Bear with us

A STORY in The Herald which mentioned the now-demolished Calderpark Zoo in Glasgow reminded Neil Dunn: "I was up in the Radio Clyde 'Eye in the Sky' in the eighties with the late 'Captain' George Muir on a rare occasion when he carried passengers and there was not much traffic news to report. He scooted along to the zoo and hovered over the bear enclosure and we watched as said bear rose majestically and roared. Whether with greeting or annoyance we will never know."

Easy pick-up

GROWING old, continued. Who can agree with Hannah Williams who remarked on social media: "I appreciate this marks the start of my descent into a lonely death, surrounded by hundreds of cats, but I have now taken to picking up rubbish while walking around my neighbourhood"?

A friend of Hannah's replied: "Keep us informed when you reach stage two of shouting at random people in the park about minor infringements of council by-laws."

In training

TONY Blair's former spin doctor Alastair Campbell has announced he will not rejoin the Labour Party as it is no longer the party he once supported.

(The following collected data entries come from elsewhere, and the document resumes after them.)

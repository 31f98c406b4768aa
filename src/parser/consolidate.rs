use super::blocks::ContentBlock;
use super::dedup::DedupCache;

/// Merge runs of adjacent text blocks (or code blocks) while each merged
/// result stays under `cap` characters. Other kinds pass through in place.
pub fn consolidate(blocks: Vec<ContentBlock>, cap: usize) -> Vec<ContentBlock> {
    let mut out = Vec::with_capacity(blocks.len());
    let mut open: Option<ContentBlock> = None;

    for block in blocks {
        if !block.kind().is_mergeable() {
            out.extend(open.take());
            out.push(block);
            continue;
        }
        open = Some(match open.take() {
            Some(current) if current.can_merge(&block, cap) => current.merged(&block),
            Some(current) => {
                out.push(current);
                block
            }
            None => block,
        });
    }
    out.extend(open);
    out
}

/// `consolidate`, then drop any merged block whose raw text an earlier
/// block already carries. Merging can rebuild a value the dedup cache
/// admitted on its own further down the sequence.
pub fn consolidate_unique(blocks: Vec<ContentBlock>, cap: usize) -> Vec<ContentBlock> {
    DedupCache::new().retain_unique(consolidate(blocks, cap))
}

#[cfg(test)]
mod tests {
    use super::*;
    use crate::parser::blocks::DEFAULT_MERGE_CAP;

    #[test]
    fn merges_adjacent_text() {
        let out = consolidate(
            vec![
                ContentBlock::text("a"),
                ContentBlock::text("b"),
                ContentBlock::image("https://i/1.png"),
                ContentBlock::text("c"),
            ],
            DEFAULT_MERGE_CAP,
        );
        assert_eq!(
            out,
            vec![
                ContentBlock::text("a\nb"),
                ContentBlock::image("https://i/1.png"),
                ContentBlock::text("c"),
            ]
        );
    }

    #[test]
    fn text_and_code_do_not_mix() {
        let out = consolidate(
            vec![
                ContentBlock::code("x = 1"),
                ContentBlock::code("y = 2"),
                ContentBlock::text("prose"),
                ContentBlock::code("z = 3"),
            ],
            DEFAULT_MERGE_CAP,
        );
        assert_eq!(
            out,
            vec![
                ContentBlock::code("x = 1\ny = 2"),
                ContentBlock::text("prose"),
                ContentBlock::code("z = 3"),
            ]
        );
    }

    #[test]
    fn quotes_and_headings_pass_through() {
        let input = vec![
            ContentBlock::quote("q1"),
            ContentBlock::quote("q2"),
            ContentBlock::heading2("h"),
            ContentBlock::heading2("h again"),
        ];
        assert_eq!(consolidate(input.clone(), DEFAULT_MERGE_CAP), input);
    }

    #[test]
    fn results_stay_under_cap() {
        let chunk = "x".repeat(900);
        let input: Vec<ContentBlock> = (0..6).map(|_| ContentBlock::text(chunk.clone())).collect();
        let out = consolidate(input.clone(), DEFAULT_MERGE_CAP);

        // two chunks + separator = 1801 fits, a third would reach 2702
        assert_eq!(out.len(), 3);
        for block in &out {
            assert!(block.raw().chars().count() < DEFAULT_MERGE_CAP);
        }

        // lossless modulo separators
        let rejoined: String = out.iter().map(|b| b.raw()).collect::<Vec<_>>().join("\n");
        let original: String = input.iter().map(|b| b.raw()).collect::<Vec<_>>().join("\n");
        assert_eq!(rejoined, original);
    }

    #[test]
    fn oversized_single_block_is_kept() {
        let big = "y".repeat(2500);
        let out = consolidate(
            vec![ContentBlock::text(big.clone()), ContentBlock::text("tail")],
            DEFAULT_MERGE_CAP,
        );
        assert_eq!(out, vec![ContentBlock::text(big), ContentBlock::text("tail")]);
    }

    #[test]
    fn merge_does_not_recreate_a_later_block() {
        let input = vec![
            ContentBlock::text("a"),
            ContentBlock::text("b"),
            ContentBlock::quote("q"),
            ContentBlock::text("a\nb"),
        ];
        assert_eq!(
            consolidate(input.clone(), DEFAULT_MERGE_CAP),
            vec![
                ContentBlock::text("a\nb"),
                ContentBlock::quote("q"),
                ContentBlock::text("a\nb"),
            ]
        );
        assert_eq!(
            consolidate_unique(input, DEFAULT_MERGE_CAP),
            vec![ContentBlock::text("a\nb"), ContentBlock::quote("q")]
        );
    }

    #[test]
    fn empty_input() {
        assert!(consolidate(Vec::new(), DEFAULT_MERGE_CAP).is_empty());
    }
}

It reminds us of when Alastair was on a train from Glasgow heading south when he observed on social media: "Too many Scottish Manchester United fans on train. English Premier League has been bad for Scottish football." Within minutes someone replied: "So has Scottish football."

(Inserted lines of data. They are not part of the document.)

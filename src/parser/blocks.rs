use serde::{Deserialize, Serialize};
use serde_json::Value;

/// Default consolidation cap in characters.
pub const DEFAULT_MERGE_CAP: usize = 2000;

#[derive(Debug, Clone, PartialEq, Eq, Hash)]
pub enum BlockKind {
    Heading1,
    Heading2,
    Heading3,
    Text,
    Quote,
    Code,
    Image,
    Video,
    ListItem,
    /// Fallback kind named after the source node's tag.
    Other(String),
}

impl BlockKind {
    pub fn as_str(&self) -> &str {
        match self {
            BlockKind::Heading1 => "h1",
            BlockKind::Heading2 => "h2",
            BlockKind::Heading3 => "h3",
            BlockKind::Text => "text",
            BlockKind::Quote => "quote",
            BlockKind::Code => "code",
            BlockKind::Image => "image",
            BlockKind::Video => "video",
            BlockKind::ListItem => "numbered_list_item",
            BlockKind::Other(tag) => tag,
        }
    }

    /// Parse a kind name, accepting the aliases the structuring service and
    /// stored documents use.
    pub fn parse(name: &str) -> BlockKind {
        match name.trim().to_ascii_lowercase().as_str() {
            "h1" | "heading_1" => BlockKind::Heading1,
            "h2" | "heading_2" => BlockKind::Heading2,
            "h3" | "heading_3" => BlockKind::Heading3,
            "text" | "span" | "paragraph" => BlockKind::Text,
            "quote" => BlockKind::Quote,
            "code" => BlockKind::Code,
            "image" | "img" => BlockKind::Image,
            "video" => BlockKind::Video,
            "numbered_list_item" | "list_item" => BlockKind::ListItem,
            other => BlockKind::Other(other.to_string()),
        }
    }

    pub fn carries_url(&self) -> bool {
        matches!(self, BlockKind::Image | BlockKind::Video)
    }

    /// Only text and code blocks take part in consolidation.
    pub fn is_mergeable(&self) -> bool {
        matches!(self, BlockKind::Text | BlockKind::Code)
    }
}

impl std::fmt::Display for BlockKind {
    fn fmt(&self, f: &mut std::fmt::Formatter<'_>) -> std::fmt::Result {
        f.write_str(self.as_str())
    }
}

#[derive(Debug, Clone, PartialEq, Eq)]
pub enum BlockBody {
    Text(String),
    Url(String),
}

/// One typed unit of archived content. Text-bearing kinds carry `text`,
/// image and video carry `url`, never both.
#[derive(Debug, Clone, PartialEq, Eq, Serialize, Deserialize)]
#[serde(into = "RawBlock", try_from = "RawBlock")]
pub struct ContentBlock {
    kind: BlockKind,
    body: BlockBody,
}

impl ContentBlock {
    pub fn new(kind: BlockKind, value: impl Into<String>) -> Self {
        let value = value.into();
        let body = if kind.carries_url() {
            BlockBody::Url(value)
        } else {
            BlockBody::Text(value)
        };
        Self { kind, body }
    }

    pub fn text(text: impl Into<String>) -> Self {
        Self::new(BlockKind::Text, text)
    }

    pub fn heading2(text: impl Into<String>) -> Self {
        Self::new(BlockKind::Heading2, text)
    }

    pub fn quote(text: impl Into<String>) -> Self {
        Self::new(BlockKind::Quote, text)
    }

    pub fn code(text: impl Into<String>) -> Self {
        Self::new(BlockKind::Code, text)
    }

    pub fn image(url: impl Into<String>) -> Self {
        Self::new(BlockKind::Image, url)
    }

    pub fn video(url: impl Into<String>) -> Self {
        Self::new(BlockKind::Video, url)
    }

    pub fn kind(&self) -> &BlockKind {
        &self.kind
    }

    pub fn body(&self) -> &BlockBody {
        &self.body
    }

    pub fn text_value(&self) -> Option<&str> {
        match &self.body {
            BlockBody::Text(t) => Some(t),
            BlockBody::Url(_) => None,
        }
    }

    pub fn url_value(&self) -> Option<&str> {
        match &self.body {
            BlockBody::Url(u) => Some(u),
            BlockBody::Text(_) => None,
        }
    }

    /// The raw string used for dedup: the text or the URL.
    pub fn raw(&self) -> &str {
        match &self.body {
            BlockBody::Text(t) | BlockBody::Url(t) => t,
        }
    }

    /// Copy of this block pointing at a different URL. Text blocks are
    /// returned unchanged.
    pub fn with_url(&self, url: impl Into<String>) -> Self {
        match self.body {
            BlockBody::Url(_) => Self {
                kind: self.kind.clone(),
                body: BlockBody::Url(url.into()),
            },
            BlockBody::Text(_) => self.clone(),
        }
    }

    /// Both blocks are text, or both code, and the joined text
    /// (including the `\n` separator) stays under `cap` characters.
    pub fn can_merge(&self, next: &ContentBlock, cap: usize) -> bool {
        if self.kind != next.kind || !self.kind.is_mergeable() {
            return false;
        }
        match (&self.body, &next.body) {
            (BlockBody::Text(a), BlockBody::Text(b)) => {
                a.chars().count() + 1 + b.chars().count() < cap
            }
            _ => false,
        }
    }

    /// New block with both texts joined by a newline. Caller checks
    /// `can_merge` first.
    pub fn merged(&self, next: &ContentBlock) -> ContentBlock {
        let joined = format!("{}\n{}", self.raw(), next.raw());
        ContentBlock::new(self.kind.clone(), joined)
    }

    /// Build a block from one entry of a structuring-service reply.
    /// Returns `None` when the entry has no type or lacks the field its kind needs.
    pub fn from_json(value: &Value) -> Option<ContentBlock> {
        let raw: RawBlock = serde_json::from_value(value.clone()).ok()?;
        ContentBlock::try_from(raw).ok()
    }
}

// ── Wire shape ──

#[derive(Debug, Clone, Serialize, Deserialize)]
struct RawBlock {
    #[serde(rename = "type")]
    kind: String,
    #[serde(default, skip_serializing_if = "Option::is_none")]
    text: Option<String>,
    #[serde(default, skip_serializing_if = "Option::is_none")]
    url: Option<String>,
}

impl From<ContentBlock> for RawBlock {
    fn from(block: ContentBlock) -> Self {
        let kind = block.kind.as_str().to_string();
        match block.body {
            BlockBody::Text(text) => RawBlock {
                kind,
                text: Some(text),
                url: None,
            },
            BlockBody::Url(url) => RawBlock {
                kind,
                text: None,
                url: Some(url),
            },
        }
    }
}

impl TryFrom<RawBlock> for ContentBlock {
    type Error = String;

    fn try_from(raw: RawBlock) -> Result<Self, Self::Error> {
        let kind = BlockKind::parse(&raw.kind);
        let value = if kind.carries_url() {
            raw.url
        } else {
            raw.text
        };
        match value.map(|v| v.trim().to_string()) {
            Some(v) if !v.is_empty() => Ok(ContentBlock::new(kind, v)),
            _ => Err(format!("\"{}\" block without its value", raw.kind)),
        }
    }
}

#[cfg(test)]
mod tests {
    use super::*;
    use serde_json::json;

    #[test]
    fn constructor_picks_body_from_kind() {
        assert_eq!(ContentBlock::image("https://a/b.png").url_value(), Some("https://a/b.png"));
        assert_eq!(ContentBlock::image("https://a/b.png").text_value(), None);
        assert_eq!(ContentBlock::quote("hi").text_value(), Some("hi"));
        let other = ContentBlock::new(BlockKind::Other("section".into()), "x");
        assert_eq!(other.kind().as_str(), "section");
        assert_eq!(other.text_value(), Some("x"));
    }

    #[test]
    fn kind_aliases() {
        assert_eq!(BlockKind::parse("heading_1"), BlockKind::Heading1);
        assert_eq!(BlockKind::parse("img"), BlockKind::Image);
        assert_eq!(BlockKind::parse("span"), BlockKind::Text);
        assert_eq!(BlockKind::parse("H2"), BlockKind::Heading2);
        assert_eq!(BlockKind::parse("aside"), BlockKind::Other("aside".into()));
    }

    #[test]
    fn serializes_to_wire_shape() {
        let text = serde_json::to_value(ContentBlock::heading2("Intro")).unwrap();
        assert_eq!(text, json!({"type": "h2", "text": "Intro"}));
        let img = serde_json::to_value(ContentBlock::image("https://x/y.png")).unwrap();
        assert_eq!(img, json!({"type": "image", "url": "https://x/y.png"}));
    }

    #[test]
    fn deserialize_rejects_missing_value() {
        assert!(serde_json::from_value::<ContentBlock>(json!({"type": "image", "text": "nope"})).is_err());
        assert!(serde_json::from_value::<ContentBlock>(json!({"type": "text"})).is_err());
        let ok: ContentBlock = serde_json::from_value(json!({"type": "code", "text": "fn main() {}"})).unwrap();
        assert_eq!(ok.kind(), &BlockKind::Code);
    }

    #[test]
    fn from_json_skips_untyped_entries() {
        assert!(ContentBlock::from_json(&json!({"text": "orphan"})).is_none());
        assert!(ContentBlock::from_json(&json!("just a string")).is_none());
        assert_eq!(
            ContentBlock::from_json(&json!({"type": "video", "url": "https://v"})),
            Some(ContentBlock::video("https://v"))
        );
    }

    #[test]
    fn merge_requires_same_mergeable_kind() {
        let a = ContentBlock::text("a");
        assert!(a.can_merge(&ContentBlock::text("b"), 2000));
        assert!(!a.can_merge(&ContentBlock::code("b"), 2000));
        assert!(!ContentBlock::quote("a").can_merge(&ContentBlock::quote("b"), 2000));
        assert!(!ContentBlock::image("u").can_merge(&ContentBlock::image("v"), 2000));
    }

    #[test]
    fn merge_cap_counts_separator_and_chars() {
        let a = ContentBlock::text("x".repeat(5));
        let b = ContentBlock::text("y".repeat(4));
        // 5 + 1 + 4 = 10
        assert!(!a.can_merge(&b, 10));
        assert!(a.can_merge(&b, 11));

        // multi-byte text is measured in characters
        let zh = ContentBlock::text("中文");
        assert!(zh.can_merge(&ContentBlock::text("字"), 5));
    }

    #[test]
    fn merged_joins_with_newline() {
        let m = ContentBlock::code("let a = 1;").merged(&ContentBlock::code("let b = 2;"));
        assert_eq!(m, ContentBlock::code("let a = 1;\nlet b = 2;"));
    }

    #[test]
    fn with_url_only_touches_url_blocks() {
        assert_eq!(ContentBlock::image("a").with_url("b"), ContentBlock::image("b"));
        assert_eq!(ContentBlock::text("a").with_url("b"), ContentBlock::text("a"));
    }
}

OUR story about the Ayrshire junior football side fielding three "Newmans" reminds Brian Logan in Langside: "My father played for junior side Croy Celtic at one time. He told me there were Seven Quinns in the squad, all related to Celtic legend Jimmy Quinn. The forward line was Quinn, Quinn, Quinn, Quinn and Quinn. One game had to be cancelled for the funeral of an uncle. Apparently games against Forth Rangers were something to behold."

Fur goodness sake

THE big holiday film out just now is Disney's remake of The Lion King featuring the cub Simba. So one young mother tried to jazz up her baking by incorporating a Lion King theme. Big mistake. As she related: "I made my kids some Simba-shaped pancakes, but my two-year-old wouldn't eat Simba and she started crying. I felt like a savage telling her to eat Simba, so I cut Simba's ears off. I realised my mistake when I saw the horror in her face, and now everyone is traumatised."

Stuff it

MULTI-MILLIONAIRE Richard Branson, possibly spending too long in the sun at his exclusive own island, declared on social media: "I truly believe that 'stuff' really does not bring happiness. Family, friends, good health and the satisfaction that comes from making a positive difference are what really matters." A cynical Sarah Phelps quickly replied: "Gie's yer stuff then."

All Greek

PRIME Minister Boris Johnson has announced a £300 million fund to help Scotland, Wales and Northern Ireland with the cost of Brexit. Recalling the famous phrase about Greeks bearing gifts, reader Jim Arnold on Arran says: "Classical scholar Boris Johnson has visited Scotland with the offer of money. Would Diary readers agree that a West of Scotland colloquial translation of 'Timeo Danaos et dona ferentes' might read as 'be a big feartie of cunning chantywrasslers bringin’ wee prezies?'"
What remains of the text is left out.